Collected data
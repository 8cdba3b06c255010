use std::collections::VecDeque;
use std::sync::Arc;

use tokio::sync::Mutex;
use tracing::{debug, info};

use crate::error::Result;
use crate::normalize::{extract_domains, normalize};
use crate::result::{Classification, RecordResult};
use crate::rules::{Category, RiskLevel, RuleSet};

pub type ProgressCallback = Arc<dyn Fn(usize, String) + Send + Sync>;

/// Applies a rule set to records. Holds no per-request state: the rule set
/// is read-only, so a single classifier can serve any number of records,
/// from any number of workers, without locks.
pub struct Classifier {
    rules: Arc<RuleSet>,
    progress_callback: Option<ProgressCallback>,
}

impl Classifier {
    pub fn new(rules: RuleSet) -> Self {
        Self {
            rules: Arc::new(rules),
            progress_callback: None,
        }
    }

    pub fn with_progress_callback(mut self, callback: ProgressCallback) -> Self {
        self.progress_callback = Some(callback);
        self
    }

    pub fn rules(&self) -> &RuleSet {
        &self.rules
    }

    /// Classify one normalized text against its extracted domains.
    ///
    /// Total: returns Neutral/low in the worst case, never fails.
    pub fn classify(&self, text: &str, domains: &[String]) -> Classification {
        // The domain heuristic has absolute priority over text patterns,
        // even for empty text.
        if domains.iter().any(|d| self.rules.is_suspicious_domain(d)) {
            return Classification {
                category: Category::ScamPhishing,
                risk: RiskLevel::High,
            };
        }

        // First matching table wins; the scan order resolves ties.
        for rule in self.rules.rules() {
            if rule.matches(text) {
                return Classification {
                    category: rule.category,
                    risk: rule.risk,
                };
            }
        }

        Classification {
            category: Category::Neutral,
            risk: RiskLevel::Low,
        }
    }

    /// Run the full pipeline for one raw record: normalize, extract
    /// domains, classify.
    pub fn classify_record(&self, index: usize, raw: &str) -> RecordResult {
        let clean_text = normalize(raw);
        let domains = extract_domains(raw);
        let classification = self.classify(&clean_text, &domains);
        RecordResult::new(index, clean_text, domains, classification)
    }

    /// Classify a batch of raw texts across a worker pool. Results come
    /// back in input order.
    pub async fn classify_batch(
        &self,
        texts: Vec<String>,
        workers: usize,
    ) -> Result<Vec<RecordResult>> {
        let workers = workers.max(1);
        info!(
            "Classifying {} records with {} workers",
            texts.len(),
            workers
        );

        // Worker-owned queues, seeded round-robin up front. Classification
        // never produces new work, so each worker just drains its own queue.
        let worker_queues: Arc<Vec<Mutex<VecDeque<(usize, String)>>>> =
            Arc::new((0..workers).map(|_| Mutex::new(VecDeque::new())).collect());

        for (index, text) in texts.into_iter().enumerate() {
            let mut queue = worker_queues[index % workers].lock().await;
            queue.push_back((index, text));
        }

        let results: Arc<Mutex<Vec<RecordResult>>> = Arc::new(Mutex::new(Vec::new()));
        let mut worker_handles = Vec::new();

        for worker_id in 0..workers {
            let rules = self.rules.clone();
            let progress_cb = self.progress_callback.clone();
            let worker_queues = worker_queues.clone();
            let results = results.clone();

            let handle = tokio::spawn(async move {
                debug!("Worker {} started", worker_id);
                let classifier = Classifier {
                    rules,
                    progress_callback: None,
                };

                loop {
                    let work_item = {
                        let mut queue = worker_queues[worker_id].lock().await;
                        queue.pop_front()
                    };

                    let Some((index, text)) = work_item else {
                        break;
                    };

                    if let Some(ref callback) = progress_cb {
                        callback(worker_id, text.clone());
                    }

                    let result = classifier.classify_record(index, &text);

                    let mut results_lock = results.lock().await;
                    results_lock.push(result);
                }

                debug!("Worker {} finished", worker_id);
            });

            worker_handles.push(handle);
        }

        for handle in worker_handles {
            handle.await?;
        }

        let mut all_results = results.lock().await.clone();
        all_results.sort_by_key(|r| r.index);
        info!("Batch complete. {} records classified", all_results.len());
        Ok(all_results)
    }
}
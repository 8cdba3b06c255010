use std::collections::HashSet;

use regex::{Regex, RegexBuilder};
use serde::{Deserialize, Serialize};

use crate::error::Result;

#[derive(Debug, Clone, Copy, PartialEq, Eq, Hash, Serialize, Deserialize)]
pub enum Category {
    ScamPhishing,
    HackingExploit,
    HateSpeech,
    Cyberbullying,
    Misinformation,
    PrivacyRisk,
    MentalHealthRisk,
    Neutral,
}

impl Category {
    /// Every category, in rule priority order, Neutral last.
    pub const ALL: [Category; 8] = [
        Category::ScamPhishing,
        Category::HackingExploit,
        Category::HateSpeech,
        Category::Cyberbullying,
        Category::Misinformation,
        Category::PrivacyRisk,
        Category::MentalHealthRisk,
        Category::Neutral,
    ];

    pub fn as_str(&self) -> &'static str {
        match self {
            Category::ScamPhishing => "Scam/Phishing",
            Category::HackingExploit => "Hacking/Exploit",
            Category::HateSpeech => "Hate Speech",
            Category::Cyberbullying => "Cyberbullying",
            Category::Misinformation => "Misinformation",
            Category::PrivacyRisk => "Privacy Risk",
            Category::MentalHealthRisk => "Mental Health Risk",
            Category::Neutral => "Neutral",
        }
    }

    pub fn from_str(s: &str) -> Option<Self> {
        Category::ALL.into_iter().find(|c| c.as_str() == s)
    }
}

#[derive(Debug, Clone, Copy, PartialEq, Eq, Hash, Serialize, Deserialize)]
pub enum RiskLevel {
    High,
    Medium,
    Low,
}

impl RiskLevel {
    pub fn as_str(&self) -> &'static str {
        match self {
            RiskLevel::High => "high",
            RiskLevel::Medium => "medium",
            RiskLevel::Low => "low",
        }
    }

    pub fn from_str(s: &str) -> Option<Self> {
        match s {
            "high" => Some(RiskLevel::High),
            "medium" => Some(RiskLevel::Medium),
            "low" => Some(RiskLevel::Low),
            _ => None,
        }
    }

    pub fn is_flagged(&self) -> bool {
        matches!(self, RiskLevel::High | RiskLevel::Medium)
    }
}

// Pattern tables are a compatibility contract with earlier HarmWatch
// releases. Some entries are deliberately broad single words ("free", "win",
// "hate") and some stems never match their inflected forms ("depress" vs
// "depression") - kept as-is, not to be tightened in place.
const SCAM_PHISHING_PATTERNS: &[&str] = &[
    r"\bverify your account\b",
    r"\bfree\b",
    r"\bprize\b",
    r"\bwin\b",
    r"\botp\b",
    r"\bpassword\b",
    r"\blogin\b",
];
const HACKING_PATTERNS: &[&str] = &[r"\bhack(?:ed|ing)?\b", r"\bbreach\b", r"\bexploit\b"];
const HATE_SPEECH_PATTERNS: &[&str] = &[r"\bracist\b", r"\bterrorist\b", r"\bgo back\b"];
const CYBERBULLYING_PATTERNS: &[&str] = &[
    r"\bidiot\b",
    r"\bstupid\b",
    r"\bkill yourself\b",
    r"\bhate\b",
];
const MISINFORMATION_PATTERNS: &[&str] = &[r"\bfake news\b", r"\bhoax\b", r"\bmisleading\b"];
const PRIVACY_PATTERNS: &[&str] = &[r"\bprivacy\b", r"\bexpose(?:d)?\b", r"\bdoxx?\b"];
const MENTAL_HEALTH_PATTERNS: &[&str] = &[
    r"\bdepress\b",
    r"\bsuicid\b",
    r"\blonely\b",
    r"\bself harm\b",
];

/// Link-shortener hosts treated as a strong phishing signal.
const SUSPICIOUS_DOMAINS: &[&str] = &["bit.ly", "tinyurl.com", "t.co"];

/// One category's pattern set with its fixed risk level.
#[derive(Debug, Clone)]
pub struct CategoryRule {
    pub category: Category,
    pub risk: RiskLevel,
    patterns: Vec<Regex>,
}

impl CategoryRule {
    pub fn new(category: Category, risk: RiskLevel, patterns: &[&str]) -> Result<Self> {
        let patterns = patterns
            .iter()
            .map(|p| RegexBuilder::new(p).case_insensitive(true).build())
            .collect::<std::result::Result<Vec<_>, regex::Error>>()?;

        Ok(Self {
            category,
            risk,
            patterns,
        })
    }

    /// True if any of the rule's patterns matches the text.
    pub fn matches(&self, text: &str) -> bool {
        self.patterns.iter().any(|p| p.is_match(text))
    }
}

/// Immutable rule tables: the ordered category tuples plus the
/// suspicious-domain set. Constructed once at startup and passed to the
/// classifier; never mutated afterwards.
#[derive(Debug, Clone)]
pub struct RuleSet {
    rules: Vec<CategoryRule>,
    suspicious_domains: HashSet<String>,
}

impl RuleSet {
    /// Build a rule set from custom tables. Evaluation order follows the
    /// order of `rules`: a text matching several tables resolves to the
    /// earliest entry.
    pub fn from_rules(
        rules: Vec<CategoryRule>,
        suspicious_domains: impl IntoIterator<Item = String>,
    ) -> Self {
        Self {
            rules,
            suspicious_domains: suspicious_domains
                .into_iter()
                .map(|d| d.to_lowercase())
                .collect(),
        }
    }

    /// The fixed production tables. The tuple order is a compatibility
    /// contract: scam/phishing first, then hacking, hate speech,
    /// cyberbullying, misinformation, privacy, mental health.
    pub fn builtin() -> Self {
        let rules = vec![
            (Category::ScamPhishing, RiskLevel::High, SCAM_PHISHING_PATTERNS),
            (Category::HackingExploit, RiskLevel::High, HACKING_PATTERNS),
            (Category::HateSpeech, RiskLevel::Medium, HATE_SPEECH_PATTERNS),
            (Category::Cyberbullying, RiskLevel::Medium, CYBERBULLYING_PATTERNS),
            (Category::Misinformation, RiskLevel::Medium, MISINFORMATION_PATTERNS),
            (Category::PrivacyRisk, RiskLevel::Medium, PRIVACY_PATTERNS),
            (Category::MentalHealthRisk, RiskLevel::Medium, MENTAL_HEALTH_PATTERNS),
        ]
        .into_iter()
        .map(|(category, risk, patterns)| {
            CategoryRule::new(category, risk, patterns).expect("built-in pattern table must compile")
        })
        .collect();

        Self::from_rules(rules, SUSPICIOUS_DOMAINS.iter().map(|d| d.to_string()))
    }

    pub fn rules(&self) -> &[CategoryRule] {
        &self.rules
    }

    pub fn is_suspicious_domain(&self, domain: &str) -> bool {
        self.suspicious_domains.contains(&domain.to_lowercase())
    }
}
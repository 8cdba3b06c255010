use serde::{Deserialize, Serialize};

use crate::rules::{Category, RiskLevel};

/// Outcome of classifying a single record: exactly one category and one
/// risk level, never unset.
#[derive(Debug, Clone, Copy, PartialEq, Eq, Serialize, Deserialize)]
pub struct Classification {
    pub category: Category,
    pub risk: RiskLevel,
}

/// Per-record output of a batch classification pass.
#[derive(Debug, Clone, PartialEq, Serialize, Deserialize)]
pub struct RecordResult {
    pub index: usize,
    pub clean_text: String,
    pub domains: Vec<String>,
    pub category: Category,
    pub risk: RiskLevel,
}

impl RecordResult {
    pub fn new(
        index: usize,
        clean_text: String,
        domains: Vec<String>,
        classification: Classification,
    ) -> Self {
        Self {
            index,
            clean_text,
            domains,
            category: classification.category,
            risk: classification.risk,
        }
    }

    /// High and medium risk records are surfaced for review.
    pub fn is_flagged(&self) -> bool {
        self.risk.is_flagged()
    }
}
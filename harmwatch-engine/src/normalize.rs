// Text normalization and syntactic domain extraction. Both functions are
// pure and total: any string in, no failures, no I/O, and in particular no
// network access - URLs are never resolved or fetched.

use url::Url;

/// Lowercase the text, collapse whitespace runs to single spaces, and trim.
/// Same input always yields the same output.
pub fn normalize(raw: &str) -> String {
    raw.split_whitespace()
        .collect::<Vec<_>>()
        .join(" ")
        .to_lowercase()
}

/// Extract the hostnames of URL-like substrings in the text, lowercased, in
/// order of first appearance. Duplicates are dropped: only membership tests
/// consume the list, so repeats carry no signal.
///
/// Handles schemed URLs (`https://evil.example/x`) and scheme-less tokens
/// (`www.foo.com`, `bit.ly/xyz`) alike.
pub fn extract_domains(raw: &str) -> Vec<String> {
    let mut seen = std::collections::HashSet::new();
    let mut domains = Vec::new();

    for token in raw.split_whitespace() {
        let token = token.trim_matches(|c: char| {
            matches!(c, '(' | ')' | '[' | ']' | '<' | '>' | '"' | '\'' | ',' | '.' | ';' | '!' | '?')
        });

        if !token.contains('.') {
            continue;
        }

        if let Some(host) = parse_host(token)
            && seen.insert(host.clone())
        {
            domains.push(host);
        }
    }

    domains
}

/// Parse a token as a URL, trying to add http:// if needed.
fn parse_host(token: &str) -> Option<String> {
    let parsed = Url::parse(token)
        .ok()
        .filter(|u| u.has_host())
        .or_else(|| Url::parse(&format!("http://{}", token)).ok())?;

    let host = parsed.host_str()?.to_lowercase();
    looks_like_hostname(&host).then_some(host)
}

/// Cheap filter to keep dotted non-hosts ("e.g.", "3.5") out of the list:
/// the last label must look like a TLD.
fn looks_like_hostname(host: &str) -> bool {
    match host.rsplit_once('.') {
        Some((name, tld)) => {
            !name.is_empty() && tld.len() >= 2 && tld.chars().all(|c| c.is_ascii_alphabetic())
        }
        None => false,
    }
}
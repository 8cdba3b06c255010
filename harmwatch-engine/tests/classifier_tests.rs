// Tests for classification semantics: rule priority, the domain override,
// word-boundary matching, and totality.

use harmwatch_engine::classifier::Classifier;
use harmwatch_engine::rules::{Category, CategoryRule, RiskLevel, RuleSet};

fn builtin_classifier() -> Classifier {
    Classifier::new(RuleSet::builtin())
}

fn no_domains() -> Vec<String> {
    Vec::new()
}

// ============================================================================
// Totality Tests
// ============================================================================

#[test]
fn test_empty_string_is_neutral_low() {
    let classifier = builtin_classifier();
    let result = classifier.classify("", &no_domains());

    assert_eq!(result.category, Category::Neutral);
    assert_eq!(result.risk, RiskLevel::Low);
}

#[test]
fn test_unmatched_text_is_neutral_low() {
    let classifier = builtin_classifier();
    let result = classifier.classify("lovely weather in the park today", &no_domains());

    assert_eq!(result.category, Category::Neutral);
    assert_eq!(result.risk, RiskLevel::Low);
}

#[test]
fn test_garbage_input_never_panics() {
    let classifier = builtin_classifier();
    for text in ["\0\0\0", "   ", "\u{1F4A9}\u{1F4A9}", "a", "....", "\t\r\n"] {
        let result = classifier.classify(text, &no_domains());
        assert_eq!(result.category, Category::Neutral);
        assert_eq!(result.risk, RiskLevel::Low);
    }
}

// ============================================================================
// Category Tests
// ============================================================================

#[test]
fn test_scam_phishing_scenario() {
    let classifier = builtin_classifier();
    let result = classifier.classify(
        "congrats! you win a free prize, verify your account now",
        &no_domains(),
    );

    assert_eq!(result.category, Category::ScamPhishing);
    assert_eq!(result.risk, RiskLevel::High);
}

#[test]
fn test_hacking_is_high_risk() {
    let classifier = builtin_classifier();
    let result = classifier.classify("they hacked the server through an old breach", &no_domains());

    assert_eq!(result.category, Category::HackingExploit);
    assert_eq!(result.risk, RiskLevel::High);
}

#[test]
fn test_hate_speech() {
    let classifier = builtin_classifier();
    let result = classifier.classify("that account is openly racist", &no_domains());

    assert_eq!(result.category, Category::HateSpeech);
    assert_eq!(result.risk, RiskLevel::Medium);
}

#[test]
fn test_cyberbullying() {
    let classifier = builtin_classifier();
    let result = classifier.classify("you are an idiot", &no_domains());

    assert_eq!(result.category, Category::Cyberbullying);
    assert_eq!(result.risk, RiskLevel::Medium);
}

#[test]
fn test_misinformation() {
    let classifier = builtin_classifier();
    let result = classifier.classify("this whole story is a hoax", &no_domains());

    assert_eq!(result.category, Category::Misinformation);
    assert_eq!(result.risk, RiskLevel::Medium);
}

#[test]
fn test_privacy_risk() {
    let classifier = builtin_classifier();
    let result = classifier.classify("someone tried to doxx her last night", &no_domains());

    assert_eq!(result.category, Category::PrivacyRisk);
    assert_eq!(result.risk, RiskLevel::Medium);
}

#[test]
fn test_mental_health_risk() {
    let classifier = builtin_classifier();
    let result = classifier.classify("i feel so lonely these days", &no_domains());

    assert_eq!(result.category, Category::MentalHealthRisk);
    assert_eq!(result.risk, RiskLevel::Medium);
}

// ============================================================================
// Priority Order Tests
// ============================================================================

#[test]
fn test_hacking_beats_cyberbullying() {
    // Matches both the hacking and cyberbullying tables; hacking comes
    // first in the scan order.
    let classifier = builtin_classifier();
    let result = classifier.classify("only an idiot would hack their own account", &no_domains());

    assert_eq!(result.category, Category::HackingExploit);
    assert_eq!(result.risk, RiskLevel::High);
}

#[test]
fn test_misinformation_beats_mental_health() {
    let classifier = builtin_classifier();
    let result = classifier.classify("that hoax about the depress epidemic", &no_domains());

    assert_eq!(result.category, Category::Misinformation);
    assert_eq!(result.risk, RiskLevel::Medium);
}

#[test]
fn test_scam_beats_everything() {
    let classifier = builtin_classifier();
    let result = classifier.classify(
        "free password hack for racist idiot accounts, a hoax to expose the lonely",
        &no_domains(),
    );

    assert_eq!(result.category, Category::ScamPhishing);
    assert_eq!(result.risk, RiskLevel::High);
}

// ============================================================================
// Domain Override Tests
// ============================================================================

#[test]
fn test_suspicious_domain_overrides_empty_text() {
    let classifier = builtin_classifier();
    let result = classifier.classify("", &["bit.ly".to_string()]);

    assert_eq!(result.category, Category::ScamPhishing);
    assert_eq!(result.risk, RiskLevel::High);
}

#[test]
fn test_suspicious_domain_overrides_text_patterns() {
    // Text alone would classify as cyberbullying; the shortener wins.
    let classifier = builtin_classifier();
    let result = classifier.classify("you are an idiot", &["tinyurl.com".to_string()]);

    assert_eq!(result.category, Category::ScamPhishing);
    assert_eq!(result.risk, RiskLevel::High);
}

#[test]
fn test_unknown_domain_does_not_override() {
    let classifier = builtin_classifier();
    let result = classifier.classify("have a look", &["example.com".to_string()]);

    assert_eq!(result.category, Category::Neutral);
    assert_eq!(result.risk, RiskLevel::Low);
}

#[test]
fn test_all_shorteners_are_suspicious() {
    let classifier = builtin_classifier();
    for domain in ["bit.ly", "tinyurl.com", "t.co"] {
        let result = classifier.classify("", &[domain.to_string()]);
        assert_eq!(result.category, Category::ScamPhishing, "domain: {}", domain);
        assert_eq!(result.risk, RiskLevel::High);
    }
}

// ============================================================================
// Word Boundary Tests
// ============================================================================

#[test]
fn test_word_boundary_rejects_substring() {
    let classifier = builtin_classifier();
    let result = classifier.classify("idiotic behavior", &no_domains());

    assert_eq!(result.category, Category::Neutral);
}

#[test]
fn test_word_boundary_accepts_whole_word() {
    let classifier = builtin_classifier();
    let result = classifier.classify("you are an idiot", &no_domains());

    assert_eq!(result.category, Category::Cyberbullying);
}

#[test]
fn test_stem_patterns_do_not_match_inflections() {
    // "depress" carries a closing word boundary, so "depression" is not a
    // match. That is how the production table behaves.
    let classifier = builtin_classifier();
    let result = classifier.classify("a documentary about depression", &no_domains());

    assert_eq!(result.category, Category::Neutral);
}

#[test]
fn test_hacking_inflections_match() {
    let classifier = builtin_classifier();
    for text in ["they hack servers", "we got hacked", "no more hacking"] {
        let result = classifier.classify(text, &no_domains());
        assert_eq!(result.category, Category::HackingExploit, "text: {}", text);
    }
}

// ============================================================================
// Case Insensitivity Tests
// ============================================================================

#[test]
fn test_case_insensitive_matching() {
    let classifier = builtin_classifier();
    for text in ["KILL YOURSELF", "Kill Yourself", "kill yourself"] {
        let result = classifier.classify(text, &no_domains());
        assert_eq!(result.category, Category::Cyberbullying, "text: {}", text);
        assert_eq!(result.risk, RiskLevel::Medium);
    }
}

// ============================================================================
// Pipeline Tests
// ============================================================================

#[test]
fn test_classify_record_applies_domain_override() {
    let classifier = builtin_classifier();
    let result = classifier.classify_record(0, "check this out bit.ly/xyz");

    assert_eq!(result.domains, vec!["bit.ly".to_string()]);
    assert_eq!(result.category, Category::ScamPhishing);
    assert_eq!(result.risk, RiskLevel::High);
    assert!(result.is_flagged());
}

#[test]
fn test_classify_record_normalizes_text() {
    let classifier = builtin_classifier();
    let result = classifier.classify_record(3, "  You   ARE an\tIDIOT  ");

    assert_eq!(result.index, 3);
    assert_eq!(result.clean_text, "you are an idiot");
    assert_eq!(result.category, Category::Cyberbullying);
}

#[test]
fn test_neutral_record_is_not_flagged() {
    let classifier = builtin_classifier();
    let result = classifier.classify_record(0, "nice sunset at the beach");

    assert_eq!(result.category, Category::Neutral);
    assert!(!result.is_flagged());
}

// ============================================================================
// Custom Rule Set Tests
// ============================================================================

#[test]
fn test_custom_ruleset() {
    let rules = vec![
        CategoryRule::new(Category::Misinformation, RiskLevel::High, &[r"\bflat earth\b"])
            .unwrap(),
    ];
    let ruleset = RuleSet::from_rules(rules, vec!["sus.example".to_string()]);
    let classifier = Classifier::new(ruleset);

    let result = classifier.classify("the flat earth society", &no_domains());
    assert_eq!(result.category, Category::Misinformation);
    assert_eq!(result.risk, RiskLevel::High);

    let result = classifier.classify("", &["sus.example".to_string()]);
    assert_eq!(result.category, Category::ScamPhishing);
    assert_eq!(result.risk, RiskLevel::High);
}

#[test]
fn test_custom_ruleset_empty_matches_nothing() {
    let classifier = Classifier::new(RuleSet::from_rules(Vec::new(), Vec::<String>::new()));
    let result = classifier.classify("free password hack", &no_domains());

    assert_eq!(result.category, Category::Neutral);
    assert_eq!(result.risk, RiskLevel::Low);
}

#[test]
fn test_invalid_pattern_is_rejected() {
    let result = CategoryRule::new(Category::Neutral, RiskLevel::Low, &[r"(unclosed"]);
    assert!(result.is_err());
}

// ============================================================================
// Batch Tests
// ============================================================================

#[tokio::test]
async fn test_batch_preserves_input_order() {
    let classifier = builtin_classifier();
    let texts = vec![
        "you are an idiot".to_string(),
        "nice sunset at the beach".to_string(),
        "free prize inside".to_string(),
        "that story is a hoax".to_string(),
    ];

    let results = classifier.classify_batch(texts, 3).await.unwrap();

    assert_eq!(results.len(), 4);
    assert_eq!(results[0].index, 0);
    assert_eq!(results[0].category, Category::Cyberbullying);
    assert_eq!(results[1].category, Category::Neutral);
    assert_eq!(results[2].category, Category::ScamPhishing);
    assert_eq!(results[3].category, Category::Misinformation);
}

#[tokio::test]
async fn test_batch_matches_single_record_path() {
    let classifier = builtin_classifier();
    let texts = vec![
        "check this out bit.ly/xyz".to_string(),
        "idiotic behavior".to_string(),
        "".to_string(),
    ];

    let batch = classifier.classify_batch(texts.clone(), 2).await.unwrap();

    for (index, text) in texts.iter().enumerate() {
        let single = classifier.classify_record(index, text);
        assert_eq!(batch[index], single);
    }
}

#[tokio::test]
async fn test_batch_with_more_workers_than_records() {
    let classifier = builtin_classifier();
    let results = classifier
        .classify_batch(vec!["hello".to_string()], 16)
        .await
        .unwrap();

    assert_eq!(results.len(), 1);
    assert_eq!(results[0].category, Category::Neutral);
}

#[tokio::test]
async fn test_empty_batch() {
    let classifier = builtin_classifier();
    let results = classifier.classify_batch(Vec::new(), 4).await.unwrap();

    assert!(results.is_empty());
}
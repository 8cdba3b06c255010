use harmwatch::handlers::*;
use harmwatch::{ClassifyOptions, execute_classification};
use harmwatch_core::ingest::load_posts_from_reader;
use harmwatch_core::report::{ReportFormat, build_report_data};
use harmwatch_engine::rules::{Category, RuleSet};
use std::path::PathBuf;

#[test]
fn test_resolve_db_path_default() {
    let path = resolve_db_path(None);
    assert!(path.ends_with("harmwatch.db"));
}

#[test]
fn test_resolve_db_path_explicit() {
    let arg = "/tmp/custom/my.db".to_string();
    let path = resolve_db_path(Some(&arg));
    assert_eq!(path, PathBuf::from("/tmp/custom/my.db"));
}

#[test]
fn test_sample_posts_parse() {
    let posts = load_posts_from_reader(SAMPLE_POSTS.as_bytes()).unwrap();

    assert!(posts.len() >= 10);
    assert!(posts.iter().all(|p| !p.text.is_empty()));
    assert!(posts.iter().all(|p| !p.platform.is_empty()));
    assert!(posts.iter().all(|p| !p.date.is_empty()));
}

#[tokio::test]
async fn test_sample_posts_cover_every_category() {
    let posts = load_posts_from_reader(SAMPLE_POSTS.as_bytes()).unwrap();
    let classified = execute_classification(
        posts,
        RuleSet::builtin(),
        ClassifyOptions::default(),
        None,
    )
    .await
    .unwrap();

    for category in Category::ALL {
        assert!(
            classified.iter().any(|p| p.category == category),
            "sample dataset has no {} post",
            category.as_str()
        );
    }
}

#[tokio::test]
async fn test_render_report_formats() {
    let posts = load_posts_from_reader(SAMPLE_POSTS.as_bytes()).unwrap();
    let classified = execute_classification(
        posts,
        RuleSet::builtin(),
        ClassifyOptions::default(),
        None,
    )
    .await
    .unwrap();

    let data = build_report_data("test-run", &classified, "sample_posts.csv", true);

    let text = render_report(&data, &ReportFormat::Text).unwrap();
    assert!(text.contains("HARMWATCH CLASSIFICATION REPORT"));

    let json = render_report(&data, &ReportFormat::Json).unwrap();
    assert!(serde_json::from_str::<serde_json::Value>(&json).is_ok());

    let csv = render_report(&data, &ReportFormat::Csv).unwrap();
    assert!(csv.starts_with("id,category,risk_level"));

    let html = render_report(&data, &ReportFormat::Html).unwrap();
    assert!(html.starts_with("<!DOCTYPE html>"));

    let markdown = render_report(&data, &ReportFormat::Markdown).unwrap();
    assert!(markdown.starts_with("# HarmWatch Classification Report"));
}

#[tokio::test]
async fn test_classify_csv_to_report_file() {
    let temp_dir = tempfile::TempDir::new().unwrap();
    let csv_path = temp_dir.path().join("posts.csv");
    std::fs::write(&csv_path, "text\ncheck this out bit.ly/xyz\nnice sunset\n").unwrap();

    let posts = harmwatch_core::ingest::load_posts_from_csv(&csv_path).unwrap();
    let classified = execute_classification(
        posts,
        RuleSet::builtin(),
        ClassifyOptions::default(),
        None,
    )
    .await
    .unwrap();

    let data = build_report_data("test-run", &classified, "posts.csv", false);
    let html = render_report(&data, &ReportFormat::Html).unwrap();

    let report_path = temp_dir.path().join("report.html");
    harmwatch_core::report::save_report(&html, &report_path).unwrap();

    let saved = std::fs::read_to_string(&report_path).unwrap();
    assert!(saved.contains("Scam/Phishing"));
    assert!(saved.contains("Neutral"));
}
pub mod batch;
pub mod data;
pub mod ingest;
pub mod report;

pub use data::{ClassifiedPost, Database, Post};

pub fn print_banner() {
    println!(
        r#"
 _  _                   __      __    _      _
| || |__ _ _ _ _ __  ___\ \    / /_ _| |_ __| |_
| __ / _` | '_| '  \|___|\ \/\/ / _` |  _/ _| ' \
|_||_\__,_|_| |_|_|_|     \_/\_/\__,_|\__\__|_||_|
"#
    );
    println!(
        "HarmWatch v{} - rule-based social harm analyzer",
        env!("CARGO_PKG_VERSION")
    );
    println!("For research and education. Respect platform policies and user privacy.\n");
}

### WHAT THIS TASK INVOLVES:
The answer must be a single number: how many lines of the records contain the string "story".

### RESPONSE TO THIS TASK:
2